いかついクマのぬいぐるみ。ウロがタカヤスと命名したぬいぐるみだ。
「……お前の主人、帰っちまったぞ」
ぬいぐるみタカヤスを部屋の隅にいるウサギのナガノブぬいぐるみの隣りに移動させ、ふと何かが鉄の脳裏を過ぎった。
それは、考えると非常に面白くない内容だ。
簡単な推論である。
ナガノブは寿喜として実在した。それじゃあタカヤスもウロの身近な誰かとして存在するのではないかと。
「……お前、成宮なのか?」
あんなに大事にしていたのだ。ウロなら婚約者の名前くらいつけるかも知れない。そうかも知れないし、そうじゃないかも知れない。しかしどちらにしてももう鉄には関係のない話。
この想いは胸にしまう。これ以上関わるだけ空しかった。朝がこんなに静かだったなんて、今更ながら気付くのだ。
* * * * *
目を開ければ白いシルクの布に覆われた天蓋が映ったので、ウロは一瞬まだ夢の中なのかと疑った。おかげで本来の自分の部屋だと気付くのに随分時間がかかってしまった。
鉄の家に世話になっている時は自室に狭い押入れを希望していたので、寝起きの風景の違いに驚いてしまったのだ。

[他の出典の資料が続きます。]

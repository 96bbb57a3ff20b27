use std::path::Path;
use std::process::ExitCode;

use clap::Subcommand;
use zoek_core::config::ZoekConfig;

#[derive(Subcommand)]
pub enum ConfigAction {
    /// Create ~/.zoek/ with a default config file
    Init,
    /// Print the effective configuration
    Show,
}

pub fn run(action: ConfigAction, config_path: Option<&Path>) -> anyhow::Result<ExitCode> {
    match action {
        ConfigAction::Init => {
            let home = match config_path {
                Some(path) => {
                    if !path.exists() {
                        ZoekConfig::default().save_to(path)?;
                    }
                    println!("Initialized zoek config at {}", path.display());
                    return Ok(ExitCode::SUCCESS);
                }
                None => ZoekConfig::init()?,
            };
            let config = ZoekConfig::load(None)?;
            println!("Initialized zoek at {}", home.display());
            println!("  config: {}", ZoekConfig::config_path()?.display());
            println!("  mirror: {}", config.mirror_root()?.display());
            println!("  index:  {}", config.index_root()?.display());
            Ok(ExitCode::SUCCESS)
        }
        ConfigAction::Show => {
            let config = ZoekConfig::load(config_path)?;
            let toml_str = toml::to_string_pretty(&config)?;
            println!("{toml_str}");
            Ok(ExitCode::SUCCESS)
        }
    }
}
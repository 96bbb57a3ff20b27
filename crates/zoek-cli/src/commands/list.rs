use std::io::BufWriter;
use std::path::PathBuf;
use std::process::ExitCode;

use clap::Args;
use zoek_catalog::{filter_with_report, write_ndjson};
use zoek_core::config::ZoekConfig;

use super::catalog::{save_catalog, CatalogArgs};

#[derive(Args)]
pub struct ListArgs {
    #[command(flatten)]
    catalog: CatalogArgs,
    /// Write to a file instead of stdout (default: the configured repolist)
    #[arg(long)]
    output: Option<Option<PathBuf>>,
}

pub async fn run(args: ListArgs, config: &ZoekConfig) -> anyhow::Result<ExitCode> {
    let source = args.catalog.source(config)?;
    tracing::info!("loading catalog from {}", source.describe());
    let records = source.load().await?;

    let blacklist = args.catalog.blacklist(config)?;
    let (kept, excluded) = filter_with_report(records, &blacklist, args.catalog.max_size(config));

    match args.output {
        Some(path) => {
            let path = match path {
                Some(p) => p,
                None => config.repolist_path()?,
            };
            save_catalog(&path, &kept)?;
            eprintln!(
                "Wrote {} repositories to {} ({} excluded)",
                kept.len(),
                path.display(),
                excluded.total()
            );
        }
        None => {
            let stdout = std::io::stdout();
            write_ndjson(BufWriter::new(stdout.lock()), &kept)?;
        }
    }

    Ok(ExitCode::SUCCESS)
}
pub mod engine;
pub mod executor;
pub mod gate;
pub mod git_ops;
pub mod indexer;
pub mod pipeline;
pub mod planner;
pub mod runner;
pub mod testing;

pub use engine::{PlannedRepo, SyncEngine, SyncOptions};
pub use executor::Executor;
pub use indexer::Indexer;
pub use planner::plan;
pub use runner::{CommandOutput, CommandRunner, Invocation, ProcessRunner};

此処は長年世話になった大和屋の屋敷。ウロの母方の伯母夫婦とその息子寿喜の家に、昨日一ヶ月ぶりに帰って来たのだ。
一ヶ月という時間は意外に長いらしい。ウロはこれまで通りの散歩の時間には起きてしまっていた。
広い部屋。
鉄の部屋のように手を伸ばせば窓があり、開ければ海が見えるなんてありえない所。
帰って来てしまったのだと思った。あんな出て行き方をして、寿喜に手を煩わせて自ら帰ってきてしまった。
伯母はなんと言うか、どんな叱りを受けるか覚悟もしていたが、帰って来て拍子抜けしたのは大和屋の迎い入れ方だった。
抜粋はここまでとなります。